Building for the future - trends the real estate sector should be watching closely
09 December 2016
We recently launched our Emerging Trends in Real Estate®: Europe 2017 report in conjunction with the Urban Land Institute, which gathers the views of almost 800 senior real estate leaders from across the sector. In the survey interviews this year this, this particular quote hit home for me;
“The biggest challenge for the European real estate industry, is to plan and build things that people really want to be in, not us, but the generation after us.” Director, pan-European Lender- ETRE Europe 2017
Real estate is a long term business – developments can often take ten years or more, leases often are still signed for 20 plus years, and buildings should be useful for hundreds of years. Yet the user of buildings needs and expectations are changing at such a fast paces how can the real estate sector build for the future?

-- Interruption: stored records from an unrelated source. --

//! Pack definition entity

use chrono::{DateTime, Utc};

use crate::domain::{DomainError, DomainResult};

/// Subscription pack sold to professionals.
#[derive(Debug, Clone, PartialEq, Eq)]
pub struct PackDefinition {
    pub id: i32,
    pub name: String,
    pub description: Option<String>,
    /// Hours of room time included; caps non-recurring assignments
    pub included_hours: i32,
    /// Total price in minor currency units
    pub price: i64,
    /// ISO 4217 code
    pub currency: String,
    pub is_active: bool,
    pub created_at: DateTime<Utc>,
    pub updated_at: DateTime<Utc>,
}

impl PackDefinition {
    pub fn new(
        name: impl Into<String>,
        description: Option<String>,
        included_hours: i32,
        price: i64,
        currency: impl Into<String>,
    ) -> Self {
        let now = Utc::now();
        Self {
            id: 0,
            name: name.into(),
            description,
            included_hours,
            price,
            currency: currency.into().to_uppercase(),
            is_active: true,
            created_at: now,
            updated_at: now,
        }
    }

    pub fn validate(&self) -> DomainResult<()> {
        if self.name.trim().is_empty() {
            return Err(DomainError::validation("pack name must not be empty"));
        }
        if self.included_hours < 0 {
            return Err(DomainError::validation("included hours must not be negative"));
        }
        if self.price < 0 {
            return Err(DomainError::validation("price must not be negative"));
        }
        if self.currency.len() != 3 || !self.currency.chars().all(|c| c.is_ascii_uppercase()) {
            return Err(DomainError::Validation(format!(
                "currency must be a 3-letter ISO code, got '{}'",
                self.currency
            )));
        }
        Ok(())
    }

    /// Included time in minutes, or `None` when the pack is unlimited.
    pub fn included_minutes(&self) -> Option<i64> {
        (self.included_hours > 0).then(|| i64::from(self.included_hours) * 60)
    }

    pub fn deactivate(&mut self) {
        self.is_active = false;
        self.updated_at = Utc::now();
    }

    pub fn ensure_assignable(&self) -> DomainResult<()> {
        if !self.is_active {
            return Err(DomainError::Validation(format!(
                "pack {} is not active",
                self.id
            )));
        }
        Ok(())
    }
}

#[cfg(test)]
mod tests {
    use super::*;

    #[test]
    fn test_new_pack_is_active_and_valid() {
        let pack = PackDefinition::new("Mensual", None, 16, 120_000, "clp");
        assert!(pack.is_active);
        assert_eq!(pack.currency, "CLP");
        assert!(pack.validate().is_ok());
        assert_eq!(pack.included_minutes(), Some(960));
    }

    #[test]
    fn test_validation_failures() {
        let mut pack = PackDefinition::new("  ", None, 4, 100, "CLP");
        assert!(pack.validate().is_err());

        pack.name = "Pack".into();
        pack.price = -1;
        assert!(pack.validate().is_err());

        pack.price = 100;
        pack.currency = "PESO".into();
        assert!(pack.validate().is_err());

        pack.currency = "CLP".into();
        pack.included_hours = -2;
        assert!(pack.validate().is_err());
    }

    #[test]
    fn test_deactivated_pack_cannot_be_assigned() {
        let mut pack = PackDefinition::new("Pack", None, 0, 100, "CLP");
        assert!(pack.ensure_assignable().is_ok());
        assert_eq!(pack.included_minutes(), None);
        pack.deactivate();
        assert!(pack.ensure_assignable().is_err());
    }
}
//! Pack assignment aggregate

pub mod model;
pub mod repository;

pub use model::{
    cancel_assignment, AssignmentPlan, AssignmentStatus, CancellationEffects, CancellationOutcome,
    MaterializedAssignment, PackAssignment, WeeklySlot,
};
pub use repository::AssignmentRepository;
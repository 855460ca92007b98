//! PsicoEspacios scheduling service
//!
//! Reads its configuration from `PSICO_CONFIG` or
//! `~/.config/psicoespacios/config.toml` and serves until SIGINT / SIGTERM.
//! The `psicoespacios-cli` binary adds command-line overrides.

use tracing::{error, info};

use psicoespacios::server::{init_tracing, ServerHandle, ServerOptions};
use psicoespacios::{resolve_config_path, AppConfig};

#[tokio::main]
async fn main() -> Result<(), Box<dyn std::error::Error>> {
    let config_path = resolve_config_path();
    let config = match AppConfig::load(&config_path) {
        Ok(cfg) => {
            init_tracing(&cfg);
            info!("Configuration loaded from {}", config_path.display());
            cfg
        }
        Err(e) => {
            let cfg = AppConfig::default();
            init_tracing(&cfg);
            error!("Failed to load config from {}: {}", config_path.display(), e);
            error!("Using default configuration.");
            cfg
        }
    };

    let handle = ServerHandle::start(ServerOptions {
        config,
        auto_migrate: true,
    })
    .await?;
    handle.install_signal_handler();
    info!("Press Ctrl+C to shut down gracefully.");

    handle.wait().await;
    Ok(())
}
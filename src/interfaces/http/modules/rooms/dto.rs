//! Room DTOs

use chrono::NaiveDate;
use serde::{Deserialize, Serialize};
use utoipa::{IntoParams, ToSchema};

use crate::application::services::BusySlot;
use crate::domain::Room;

#[derive(Debug, Serialize, Deserialize, ToSchema)]
#[serde(rename_all = "camelCase")]
pub struct RoomDto {
    pub id: i32,
    pub sede_id: i32,
    pub name: String,
    pub is_active: bool,
}

impl From<Room> for RoomDto {
    fn from(r: Room) -> Self {
        Self {
            id: r.id,
            sede_id: r.sede_id,
            name: r.name,
            is_active: r.is_active,
        }
    }
}

#[derive(Debug, Default, Deserialize, IntoParams)]
#[serde(rename_all = "camelCase")]
pub struct ListRoomsParams {
    pub sede_id: Option<i32>,
}

#[derive(Debug, Deserialize, IntoParams)]
pub struct AvailabilityParams {
    /// Day to inspect (YYYY-MM-DD)
    pub date: NaiveDate,
}

#[derive(Debug, Serialize, ToSchema)]
#[serde(rename_all = "camelCase")]
pub struct BusySlotDto {
    pub start_time: String,
    pub end_time: String,
    pub reservation_id: i32,
    pub status: String,
}

impl From<BusySlot> for BusySlotDto {
    fn from(b: BusySlot) -> Self {
        Self {
            start_time: b.range.start().format("%H:%M").to_string(),
            end_time: b.range.end().format("%H:%M").to_string(),
            reservation_id: b.reservation_id,
            status: b.status.to_string(),
        }
    }
}

#[derive(Debug, Serialize, ToSchema)]
#[serde(rename_all = "camelCase")]
pub struct AvailabilityResponse {
    pub room_id: i32,
    pub date: NaiveDate,
    /// Ranges already held, ordered by start time
    pub busy: Vec<BusySlotDto>,
}
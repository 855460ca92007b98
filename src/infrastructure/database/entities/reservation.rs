//! Reservation entity

use chrono::{DateTime, NaiveDate, NaiveTime, Utc};
use sea_orm::entity::prelude::*;
use serde::{Deserialize, Serialize};

use super::monthly_payment::PaymentStatus;

#[derive(Debug, Clone, Copy, PartialEq, Eq, EnumIter, DeriveActiveEnum, Serialize, Deserialize)]
#[sea_orm(rs_type = "String", db_type = "String(StringLen::N(20))")]
pub enum ReservationStatus {
    #[sea_orm(string_value = "pending")]
    Pending,
    #[sea_orm(string_value = "confirmed")]
    Confirmed,
    #[sea_orm(string_value = "cancelled")]
    Cancelled,
    #[sea_orm(string_value = "completed")]
    Completed,
    #[sea_orm(string_value = "no_show")]
    NoShow,
}

#[derive(Clone, Debug, PartialEq, Eq, DeriveEntityModel, Serialize, Deserialize)]
#[sea_orm(table_name = "reservations")]
pub struct Model {
    #[sea_orm(primary_key)]
    pub id: i32,

    pub room_id: i32,

    /// Psychologist holding the room
    pub professional_id: i32,

    pub date: NaiveDate,
    pub start_time: NaiveTime,
    pub end_time: NaiveTime,

    pub status: ReservationStatus,
    pub payment_status: PaymentStatus,

    /// Null for standalone bookings
    #[sea_orm(nullable)]
    pub pack_assignment_id: Option<i32>,

    #[sea_orm(nullable)]
    pub notes: Option<String>,

    pub created_at: DateTime<Utc>,
    pub updated_at: DateTime<Utc>,
}

#[derive(Copy, Clone, Debug, EnumIter, DeriveRelation)]
pub enum Relation {
    #[sea_orm(
        belongs_to = "super::room::Entity",
        from = "Column::RoomId",
        to = "super::room::Column::Id"
    )]
    Room,
    #[sea_orm(
        belongs_to = "super::user::Entity",
        from = "Column::ProfessionalId",
        to = "super::user::Column::Id"
    )]
    Professional,
    #[sea_orm(
        belongs_to = "super::pack_assignment::Entity",
        from = "Column::PackAssignmentId",
        to = "super::pack_assignment::Column::Id"
    )]
    PackAssignment,
}

impl Related<super::room::Entity> for Entity {
    fn to() -> RelationDef {
        Relation::Room.def()
    }
}

impl Related<super::pack_assignment::Entity> for Entity {
    fn to() -> RelationDef {
        Relation::PackAssignment.def()
    }
}

impl ActiveModelBehavior for ActiveModel {}
//! Pack catalog aggregate

pub mod model;
pub mod repository;

pub use model::PackDefinition;
pub use repository::PackRepository;
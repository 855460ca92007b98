//! Application ports
//!
//! Outbound contracts implemented by infrastructure and notification adapters.

pub mod notifier;

pub use notifier::{NotificationError, NotificationSender};
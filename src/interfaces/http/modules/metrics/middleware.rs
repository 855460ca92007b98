//! Per-request HTTP metrics
//!
//! `http_requests_total{method,path,status}` and
//! `http_request_duration_seconds{method,path}`. The path label is the
//! matched route template so ids do not explode label cardinality.

use std::time::Instant;

use axum::{body::Body, extract::MatchedPath, http::Request, middleware::Next, response::Response};

pub async fn http_metrics_middleware(request: Request<Body>, next: Next) -> Response {
    let method = request.method().as_str().to_owned();
    let path = match request.extensions().get::<MatchedPath>() {
        Some(matched) => matched.as_str().to_owned(),
        None => "unmatched".to_owned(),
    };

    let started = Instant::now();
    let response = next.run(request).await;
    let elapsed = started.elapsed().as_secs_f64();

    let status = response.status().as_u16().to_string();
    metrics::counter!(
        "http_requests_total",
        "method" => method.clone(),
        "path" => path.clone(),
        "status" => status
    )
    .increment(1);
    metrics::histogram!("http_request_duration_seconds", "method" => method, "path" => path)
        .record(elapsed);

    response
}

Here are three trends that I think the real estate sector should be watching closely.
- Design for a sharing economy
The collaborative economy is growing, partly from practical necessity in the midst of urbanisation and resource scarcity but also because of the changing attitudes to ownership. Assets are not viewed in the same way. For example, many prefer the convenience of a car being available when needed, over the costs and responsibility of maintaining a car which spends most of the time parked in front of our home depreciating in value. Sharing tangible assets whether they be homes, offices, tool sheds or bicycles will all have profound impact on real estate. Not only in how we design and build, but in creating a user-centric industry where successful organisations will use the wealth of data available to deliver ‘real estate as a service’.
“The real estate industry will engage in socio-demographic changes much more - healthcare, leisure, housing as opposed to retail, offices, industrial” Head of Real Estate, European Insurer - ETRE Europe 201 - Health & wellbeing as a norm
If we think of how we use buildings as a service it then makes sense that health, wellbeing and sustainability will become increasingly important. Whether it is your smartphone, a device on your desk or a wearable device, there are already many ways of monitoring the impact of the environment you are in - physically and increasingly emotionally. This will increase as access and interest grows and building owners will need to meet the needs of increasingly aware and empowered users.
Another fascinating area is how we can use the built environment to monitor and promote health in our communities. The use of sensors with the right infrastructure could help the vulnerable live independently longer, reducing pressure on an overstretched NHS. Showers, lockers and shared bike schemes at central transport hubs would encourage more commuters to run / cycle reducing carbon emissions, pollution and increasing fitness. - Technology speeds up change
As critical as the two trends above are, it is the 8 essential emerging technologies which will have a profound impact on real estate from robotics and drones in construction through to Artificial Intelligence and Blockchain for investment and all the areas in between. Technology breakthroughs may increase the speed of change even more and whether the real estate sector is currently equipped to respond is probably an issue for other industries as well. The rise of ‘Proptechs’ and interest from technology companies in parts of the real estate sector suggest there is plenty of room for further disruption.
This is not the definitive list of trends impacting the industry, and there is probably not one answer to the challenge to build things people really want to be in. What is key is to understand that how we value real estate is changing – it is no longer simply bricks, mortar and location but the value is moving towards usability, adaptability and quality of experience of the building.
It makes sense in an increasingly crowded urban world with finite resources that we demand the most from the buildings we use.